I've tried a lot of things, but I can't seem to get anywhere with this problem. I'm hoping the solution is simple but that I'm just missing it.
The problem is as follows:
Prove that if $y_0 \neq 0$ and
$|y-y_0| < \min(\frac{|y_0|}{2}, \frac{ \varepsilon |y_0|^2}{2})$
then
$y \neq 0$ and
$|\frac{1}{y} – \frac{1}{y_0}| < \varepsilon$
I've tried a lot of various things, but nothing seems to get me really any closer.
One thing I think may be related is that you can rewrite
$|\dfrac{1}{y} – \dfrac{1}{y_0}|$ as $|\dfrac{y_0 – y}{y y_0}|$
and from
$|y-y_0| < \dfrac{ \varepsilon |y_0|^2}{2}$ you can say that
$|\dfrac{y-y_0}{y_0^2}| < \dfrac{ \varepsilon}{2}$ which implies that
$|\dfrac{y-y_0}{y_0^2}| < \varepsilon$
So if you can prove that
$|\dfrac{y-y_0}{y y_0}| \leq |\dfrac{y-y_0}{y_0^2}|$ (which may not even be true) then you can prove that
$|\dfrac{y-y_0}{y y_0}| = |\dfrac{1}{y} – \dfrac{1}{y_0}| < \varepsilon$
which all hinges on proving that $|y| \leq |y_0|$, which may not even be true, which would make all my assumptions fall apart.

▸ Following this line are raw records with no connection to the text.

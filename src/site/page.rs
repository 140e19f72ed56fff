// src/site/page.rs
// =============================================================================
// Whole HTML documents: one per section (written to assets/) and the index
// at the bundle root. Both embed the same navigation widget.
// =============================================================================

use crate::organize::RenderedSection;
use crate::render::escape;

const BACK_TO_TOC: &str = r#"onclick="document.getElementById('toc-panel').classList.toggle('open'); return false;""#;

/// Page for one section. Lives in assets/, so stylesheets are one level up.
pub fn section_page(section: &RenderedSection, nav_html: &str, favicon_url: &str) -> String {
    let title = escape(&section.title);
    format!(
        r##"<!DOCTYPE html><html class="dark"><head><title>{title}</title>
<meta charset="utf-8">
<link href="../style.css" rel="stylesheet">
<link href="../pygments.css" rel="stylesheet">
<link rel="icon" type="image/x-icon" href="{favicon}">
</head><body>
{nav}
<div class="content">
<a href="#" class="back-link" {back}>← Back to TOC</a>
<h1>{title}</h1>
{content}
<hr>
<a href="#" class="back-link" {back}>Back to TOC</a>
</div>
<button id="dark-toggle" onclick="document.documentElement.classList.toggle('dark')">🌓</button>
</body></html>
"##,
        title = title,
        favicon = escape(favicon_url),
        nav = nav_html,
        back = BACK_TO_TOC,
        content = section.html,
    )
}

/// Landing page at the bundle root; opens the sidebar on load
pub fn index_page(module_name: &str, nav_html: &str) -> String {
    let name = escape(module_name);
    format!(
        r#"<!DOCTYPE html><html class="dark"><head><title>{name} Offline</title>
<meta charset="utf-8">
<link href="style.css" rel="stylesheet">
<link href="pygments.css" rel="stylesheet">
</head><body>
{nav}
<div class="content">
<h1>{name} Offline</h1>
<p><strong>Click ☰</strong> to open the table of contents.</p>
<hr>
</div>
<script>document.getElementById('toc-panel').classList.add('open');</script>
</body></html>
"#,
        name = name,
        nav = nav_html,
    )
}

#[cfg(test)]
mod tests {
    use super::*;

    fn section() -> RenderedSection {
        RenderedSection {
            id: 4,
            title: "Files & Folders".to_string(),
            html: "<p>body</p>".to_string(),
            page: 3,
            group: "Intro".to_string(),
        }
    }

    #[test]
    fn test_section_page_layout() {
        let html = section_page(&section(), "<nav-widget/>", "https://site/favicon.ico");

        assert!(html.starts_with("<!DOCTYPE html>"));
        assert!(html.contains("<title>Files &amp; Folders</title>"));
        assert!(html.contains(r#"<link href="../style.css" rel="stylesheet">"#));
        assert!(html.contains(r#"<link href="../pygments.css" rel="stylesheet">"#));
        assert!(html.contains(r#"href="https://site/favicon.ico""#));
        assert!(html.contains("<nav-widget/>"));

        let heading = html.find("<h1>Files &amp; Folders</h1>").unwrap();
        let body = html.find("<p>body</p>").unwrap();
        assert!(heading < body);
        assert_eq!(html.matches("Back to TOC").count(), 2);
    }

    #[test]
    fn test_index_opens_nav() {
        let html = index_page("Linux <Fundamentals>", "<nav-widget/>");

        assert!(html.contains("<title>Linux &lt;Fundamentals&gt; Offline</title>"));
        assert!(html.contains(r#"<link href="style.css" rel="stylesheet">"#));
        assert!(html.contains("<nav-widget/>"));
        assert!(html.contains("classList.add('open')"));
    }
}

Also, as far as proving that $y \neq 0$,
I can easily prove that $y \neq 0$ from the first part of the inequality $|y-y_0| < \frac{y_0}{2}$, but I have no idea how to prove it from the other statement that $|y-y_0| < \frac{ \varepsilon |y_0|^2}{2}$.

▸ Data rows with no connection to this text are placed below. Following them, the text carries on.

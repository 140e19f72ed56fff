// src/main.rs
// =============================================================================
// This is the entry point of our CLI application.
//
// What happens here:
// 1. Set up logging (tracing, controlled by RUST_LOG, default "info")
// 2. Parse command-line arguments using clap and build the Config
// 3. Run the pipeline (pipeline.rs) for the requested module
// 4. Print a summary and exit (0 = success, 1 = error)
//
// The config is built before anything touches the network, so a missing
// cookie fails fast.
// =============================================================================

// Module declarations - tells Rust about our other source files
mod api;       // src/api/ - content API client and records
mod assets;    // src/assets.rs - image downloads
mod cli;       // src/cli.rs - command-line parsing
mod config;    // src/config.rs - run-wide settings
mod error;     // src/error.rs - typed errors
mod organize;  // src/organize.rs - page order and navigation tree
mod output;    // src/output.rs - bundle folder and file writes
mod pipeline;  // src/pipeline.rs - the whole run
mod render;    // src/render/ - markdown to HTML
mod site;      // src/site/ - page templates and stylesheet

use anyhow::{Context, Result};
use clap::Parser;
use tracing_subscriber::EnvFilter;

use cli::Cli;
use config::Config;
use pipeline::RunSummary;

// A current-thread runtime: requests are awaited one at a time anyway
#[tokio::main(flavor = "current_thread")]
async fn main() {
    tracing_subscriber::fmt()
        .with_env_filter(
            EnvFilter::try_from_default_env().unwrap_or_else(|_| EnvFilter::new("info")),
        )
        .with_writer(std::io::stderr)
        .init();

    let exit_code = match run().await {
        Ok(()) => 0,
        Err(e) => {
            // {:#} prints the whole cause chain on one line
            eprintln!("Error: {:#}", e);
            1
        }
    };

    std::process::exit(exit_code);
}

async fn run() -> Result<()> {
    let cli = Cli::parse();
    let config = Config::from_cli(cli).context("invalid configuration")?;

    println!("🔍 Downloading module {}", config.module_id);

    let summary = pipeline::build_bundle(&config)
        .await
        .with_context(|| format!("failed to build module {}", config.module_id))?;

    print_summary(&summary);
    Ok(())
}

fn print_summary(summary: &RunSummary) {
    println!();
    println!("📊 Summary for {}:", summary.module_name);
    println!("   📄 Pages written: {}", summary.pages_written);
    if summary.sections_skipped > 0 {
        println!("   ⚠️  Sections skipped: {}", summary.sections_skipped);
    }
    println!(
        "   🖼️  Assets: {} downloaded, {} already present, {} failed",
        summary.assets.downloaded, summary.assets.skipped, summary.assets.failed
    );
    println!();
    println!("🎉 Done! Bundle written to {}", summary.bundle_dir.display());
    println!("   Open {}", summary.index_path.display());
}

In any case, I'm convinced I'm going about this the wrong way, and am missing some key observation that would allow me to solve this. Thanks for any help or insight you're able to give.
Best Answer
By triangle inequality $$\left|y_0\right| = \left|(y_0 - y) + y\right| \leq \left|y - y_0\right| + \left|y\right|,$$ $\left|y - y_0\right| < \dfrac{\left|y_0\right|}{2}$ implies that $$\left|y\right| \geq \left|y_0\right| - \left|y - y_0\right| > \left|y_0\right| - \frac{\left|y_0\right|}{2} = \frac{\left|y_0\right|}{2}.$$
Now, apply the condition $\left|y - y_0\right| < \frac{\varepsilon}{2}\left|y_0\right|^2$ to the numerator in the following expression: $$\left|\frac{1}{y} - \frac{1}{y_0}\right| = \frac{\left|y - y_0\right|}{\left|y\right|\left|y_0\right|} < \frac{\left|y - y_0\right|}{\frac{\left|y_0\right|}{2}\left|y_0\right|} < \frac{\frac{\varepsilon}{2}\left|y_0\right|^2}{\frac{\left|y_0\right|^2}{2}} = \varepsilon$$ hence the result follows.